▶ [RECORDS PROVIDED]:
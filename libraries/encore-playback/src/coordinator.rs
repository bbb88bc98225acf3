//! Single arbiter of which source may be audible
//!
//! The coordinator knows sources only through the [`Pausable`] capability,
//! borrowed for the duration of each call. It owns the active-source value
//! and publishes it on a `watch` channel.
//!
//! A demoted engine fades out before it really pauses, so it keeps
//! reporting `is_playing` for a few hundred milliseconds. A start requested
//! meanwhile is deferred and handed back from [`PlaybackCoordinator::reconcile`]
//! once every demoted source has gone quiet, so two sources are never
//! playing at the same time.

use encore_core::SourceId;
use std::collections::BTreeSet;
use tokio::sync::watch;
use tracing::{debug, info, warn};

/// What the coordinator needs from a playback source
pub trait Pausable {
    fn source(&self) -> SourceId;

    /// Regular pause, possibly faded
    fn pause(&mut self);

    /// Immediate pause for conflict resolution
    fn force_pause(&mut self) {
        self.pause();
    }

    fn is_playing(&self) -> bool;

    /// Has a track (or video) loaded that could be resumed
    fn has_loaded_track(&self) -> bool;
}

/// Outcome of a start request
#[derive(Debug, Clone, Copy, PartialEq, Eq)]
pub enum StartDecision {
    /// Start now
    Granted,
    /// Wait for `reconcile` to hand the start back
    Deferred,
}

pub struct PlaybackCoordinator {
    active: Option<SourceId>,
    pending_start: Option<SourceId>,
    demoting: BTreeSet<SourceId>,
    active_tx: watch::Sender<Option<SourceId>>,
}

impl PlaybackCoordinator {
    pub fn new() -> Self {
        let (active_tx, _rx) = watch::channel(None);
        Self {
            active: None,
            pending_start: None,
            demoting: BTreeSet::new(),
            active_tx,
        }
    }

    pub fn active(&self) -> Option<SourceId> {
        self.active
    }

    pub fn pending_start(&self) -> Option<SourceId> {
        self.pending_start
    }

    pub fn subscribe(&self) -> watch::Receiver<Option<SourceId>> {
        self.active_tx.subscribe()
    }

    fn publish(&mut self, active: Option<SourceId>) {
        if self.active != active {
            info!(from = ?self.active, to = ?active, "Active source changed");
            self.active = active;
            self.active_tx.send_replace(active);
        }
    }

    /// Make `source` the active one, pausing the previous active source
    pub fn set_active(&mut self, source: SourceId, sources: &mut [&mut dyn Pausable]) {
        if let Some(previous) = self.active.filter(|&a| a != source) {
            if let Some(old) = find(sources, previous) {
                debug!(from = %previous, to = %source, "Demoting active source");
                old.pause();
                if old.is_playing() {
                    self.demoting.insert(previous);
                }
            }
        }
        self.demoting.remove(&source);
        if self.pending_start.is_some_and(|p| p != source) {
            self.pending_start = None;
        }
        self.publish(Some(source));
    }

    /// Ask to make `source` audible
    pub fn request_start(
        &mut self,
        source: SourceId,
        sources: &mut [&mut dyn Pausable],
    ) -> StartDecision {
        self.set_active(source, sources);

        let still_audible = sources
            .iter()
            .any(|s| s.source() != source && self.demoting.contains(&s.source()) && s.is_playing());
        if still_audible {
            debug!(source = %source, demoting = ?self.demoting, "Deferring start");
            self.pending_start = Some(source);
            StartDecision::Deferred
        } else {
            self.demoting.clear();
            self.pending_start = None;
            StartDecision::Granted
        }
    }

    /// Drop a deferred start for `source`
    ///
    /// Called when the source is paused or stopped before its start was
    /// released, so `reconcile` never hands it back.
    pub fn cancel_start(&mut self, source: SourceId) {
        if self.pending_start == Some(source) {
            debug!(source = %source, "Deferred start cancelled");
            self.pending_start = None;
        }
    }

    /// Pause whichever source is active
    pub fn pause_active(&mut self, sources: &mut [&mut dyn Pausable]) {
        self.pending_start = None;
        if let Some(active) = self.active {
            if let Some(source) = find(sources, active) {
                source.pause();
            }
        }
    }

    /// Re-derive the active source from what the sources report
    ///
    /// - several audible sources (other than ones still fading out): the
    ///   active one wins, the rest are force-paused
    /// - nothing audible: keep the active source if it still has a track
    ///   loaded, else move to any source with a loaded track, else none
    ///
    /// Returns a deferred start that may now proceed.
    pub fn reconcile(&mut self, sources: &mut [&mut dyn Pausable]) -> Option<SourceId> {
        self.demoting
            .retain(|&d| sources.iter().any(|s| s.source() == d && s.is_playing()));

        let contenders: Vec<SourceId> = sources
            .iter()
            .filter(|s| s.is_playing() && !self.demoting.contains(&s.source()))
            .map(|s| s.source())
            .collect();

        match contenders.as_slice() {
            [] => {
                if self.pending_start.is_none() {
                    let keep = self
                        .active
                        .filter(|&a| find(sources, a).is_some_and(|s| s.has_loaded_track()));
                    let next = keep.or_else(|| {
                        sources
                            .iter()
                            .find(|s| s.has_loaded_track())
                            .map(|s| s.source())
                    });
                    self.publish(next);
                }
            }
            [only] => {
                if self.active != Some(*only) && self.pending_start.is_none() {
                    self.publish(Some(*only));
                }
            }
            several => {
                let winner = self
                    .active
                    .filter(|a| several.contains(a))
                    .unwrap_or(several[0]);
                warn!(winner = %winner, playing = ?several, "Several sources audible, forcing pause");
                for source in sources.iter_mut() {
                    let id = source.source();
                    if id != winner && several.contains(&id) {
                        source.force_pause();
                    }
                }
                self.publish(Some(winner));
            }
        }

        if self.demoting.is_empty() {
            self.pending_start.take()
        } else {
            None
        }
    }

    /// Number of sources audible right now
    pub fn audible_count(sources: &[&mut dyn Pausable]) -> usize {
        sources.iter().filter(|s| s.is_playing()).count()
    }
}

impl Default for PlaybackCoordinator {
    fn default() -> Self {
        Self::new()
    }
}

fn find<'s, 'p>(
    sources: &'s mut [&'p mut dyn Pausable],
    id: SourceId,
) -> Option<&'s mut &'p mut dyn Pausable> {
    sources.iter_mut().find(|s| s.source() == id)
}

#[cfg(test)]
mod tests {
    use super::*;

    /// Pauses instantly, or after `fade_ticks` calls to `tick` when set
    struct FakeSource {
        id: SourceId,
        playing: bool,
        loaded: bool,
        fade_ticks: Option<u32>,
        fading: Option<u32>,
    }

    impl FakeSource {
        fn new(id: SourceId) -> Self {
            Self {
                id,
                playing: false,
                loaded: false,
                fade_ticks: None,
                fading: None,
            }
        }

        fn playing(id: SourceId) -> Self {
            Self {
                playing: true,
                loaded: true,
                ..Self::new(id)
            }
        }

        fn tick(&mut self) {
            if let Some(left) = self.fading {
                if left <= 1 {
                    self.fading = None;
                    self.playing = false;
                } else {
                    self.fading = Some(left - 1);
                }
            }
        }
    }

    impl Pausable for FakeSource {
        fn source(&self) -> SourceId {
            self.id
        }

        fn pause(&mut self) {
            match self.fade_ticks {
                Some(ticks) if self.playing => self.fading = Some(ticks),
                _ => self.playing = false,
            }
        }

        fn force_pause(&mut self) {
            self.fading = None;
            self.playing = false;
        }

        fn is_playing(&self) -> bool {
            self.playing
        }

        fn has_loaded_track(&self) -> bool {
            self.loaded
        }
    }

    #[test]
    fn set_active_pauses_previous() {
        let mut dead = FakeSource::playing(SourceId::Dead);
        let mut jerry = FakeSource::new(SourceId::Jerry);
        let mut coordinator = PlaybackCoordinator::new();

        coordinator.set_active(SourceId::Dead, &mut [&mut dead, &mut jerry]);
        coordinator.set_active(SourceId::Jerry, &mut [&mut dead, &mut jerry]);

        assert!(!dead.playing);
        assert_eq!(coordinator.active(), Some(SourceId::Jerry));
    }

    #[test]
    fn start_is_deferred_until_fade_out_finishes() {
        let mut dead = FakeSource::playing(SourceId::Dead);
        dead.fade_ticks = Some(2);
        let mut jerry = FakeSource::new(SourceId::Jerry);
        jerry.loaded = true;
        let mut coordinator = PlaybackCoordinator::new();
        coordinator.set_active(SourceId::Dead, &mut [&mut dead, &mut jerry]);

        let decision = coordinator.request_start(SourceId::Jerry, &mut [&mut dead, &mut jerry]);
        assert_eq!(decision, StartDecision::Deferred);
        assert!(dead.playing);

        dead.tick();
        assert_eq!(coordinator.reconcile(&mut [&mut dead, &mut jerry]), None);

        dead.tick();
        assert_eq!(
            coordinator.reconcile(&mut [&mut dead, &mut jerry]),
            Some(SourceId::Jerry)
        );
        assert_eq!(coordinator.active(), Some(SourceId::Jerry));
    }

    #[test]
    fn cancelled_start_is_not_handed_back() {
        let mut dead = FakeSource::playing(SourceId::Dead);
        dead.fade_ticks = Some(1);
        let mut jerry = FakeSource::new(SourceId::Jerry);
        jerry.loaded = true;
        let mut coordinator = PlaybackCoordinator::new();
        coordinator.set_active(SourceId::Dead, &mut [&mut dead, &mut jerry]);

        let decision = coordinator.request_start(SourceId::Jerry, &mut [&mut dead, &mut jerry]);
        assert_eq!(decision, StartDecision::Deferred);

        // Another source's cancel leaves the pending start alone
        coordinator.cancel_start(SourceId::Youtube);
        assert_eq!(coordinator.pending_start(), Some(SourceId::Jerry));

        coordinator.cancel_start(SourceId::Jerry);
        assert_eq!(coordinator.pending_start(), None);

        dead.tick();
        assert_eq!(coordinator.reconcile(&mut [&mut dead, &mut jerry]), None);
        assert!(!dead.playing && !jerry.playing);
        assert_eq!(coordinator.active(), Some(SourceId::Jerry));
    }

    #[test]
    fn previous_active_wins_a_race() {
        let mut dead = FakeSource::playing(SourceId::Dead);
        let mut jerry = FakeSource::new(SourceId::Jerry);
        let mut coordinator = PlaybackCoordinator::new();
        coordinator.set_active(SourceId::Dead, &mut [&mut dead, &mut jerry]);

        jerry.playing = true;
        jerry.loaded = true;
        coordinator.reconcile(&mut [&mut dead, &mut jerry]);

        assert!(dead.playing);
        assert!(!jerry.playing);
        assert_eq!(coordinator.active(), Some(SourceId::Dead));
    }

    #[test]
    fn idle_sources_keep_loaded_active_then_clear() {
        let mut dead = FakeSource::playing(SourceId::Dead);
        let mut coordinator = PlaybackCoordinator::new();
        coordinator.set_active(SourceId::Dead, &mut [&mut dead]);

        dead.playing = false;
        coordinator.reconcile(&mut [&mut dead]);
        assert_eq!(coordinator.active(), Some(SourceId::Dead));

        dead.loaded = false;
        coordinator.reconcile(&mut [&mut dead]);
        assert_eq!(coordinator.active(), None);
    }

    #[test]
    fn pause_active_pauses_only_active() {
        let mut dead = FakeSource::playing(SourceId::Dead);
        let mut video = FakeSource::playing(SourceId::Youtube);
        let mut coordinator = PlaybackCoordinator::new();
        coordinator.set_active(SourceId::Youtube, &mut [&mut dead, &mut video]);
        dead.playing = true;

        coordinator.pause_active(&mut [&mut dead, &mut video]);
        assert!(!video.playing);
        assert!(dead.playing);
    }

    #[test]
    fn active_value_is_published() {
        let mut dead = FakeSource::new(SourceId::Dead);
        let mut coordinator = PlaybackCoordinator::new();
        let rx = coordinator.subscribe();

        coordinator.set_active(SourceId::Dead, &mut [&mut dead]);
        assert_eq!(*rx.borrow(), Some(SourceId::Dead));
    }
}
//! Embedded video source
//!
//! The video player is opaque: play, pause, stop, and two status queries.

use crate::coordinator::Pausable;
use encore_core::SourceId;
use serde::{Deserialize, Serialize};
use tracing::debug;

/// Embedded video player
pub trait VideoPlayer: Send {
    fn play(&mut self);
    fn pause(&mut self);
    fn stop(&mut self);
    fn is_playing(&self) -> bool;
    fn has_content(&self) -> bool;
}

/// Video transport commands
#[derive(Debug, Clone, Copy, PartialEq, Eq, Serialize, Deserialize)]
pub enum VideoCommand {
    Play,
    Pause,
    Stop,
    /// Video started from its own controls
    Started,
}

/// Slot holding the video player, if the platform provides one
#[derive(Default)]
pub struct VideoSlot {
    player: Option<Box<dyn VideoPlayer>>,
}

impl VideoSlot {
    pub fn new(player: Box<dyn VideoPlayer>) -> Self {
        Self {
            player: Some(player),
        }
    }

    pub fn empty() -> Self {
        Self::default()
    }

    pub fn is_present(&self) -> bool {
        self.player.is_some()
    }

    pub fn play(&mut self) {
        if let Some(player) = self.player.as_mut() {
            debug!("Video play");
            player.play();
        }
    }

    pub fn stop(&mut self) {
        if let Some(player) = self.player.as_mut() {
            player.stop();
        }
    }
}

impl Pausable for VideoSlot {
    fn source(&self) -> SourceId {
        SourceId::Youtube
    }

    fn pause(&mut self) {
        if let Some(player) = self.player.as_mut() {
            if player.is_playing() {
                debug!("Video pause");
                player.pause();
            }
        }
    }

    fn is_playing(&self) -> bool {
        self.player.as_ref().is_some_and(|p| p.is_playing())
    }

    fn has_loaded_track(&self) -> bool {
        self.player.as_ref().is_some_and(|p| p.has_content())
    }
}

▶ [WORK TO COMPLETE]:
Copy out every line from the data above in which the word "fading" occurs.

▶ [EXERCISE RESULT]:
    /// - several audible sources (other than ones still fading out): the
        fading: Option<u32>,
                fading: None,
            if let Some(left) = self.fading {
                    self.fading = None;
                    self.fading = Some(left - 1);
                Some(ticks) if self.playing => self.fading = Some(ticks),
            self.fading = None;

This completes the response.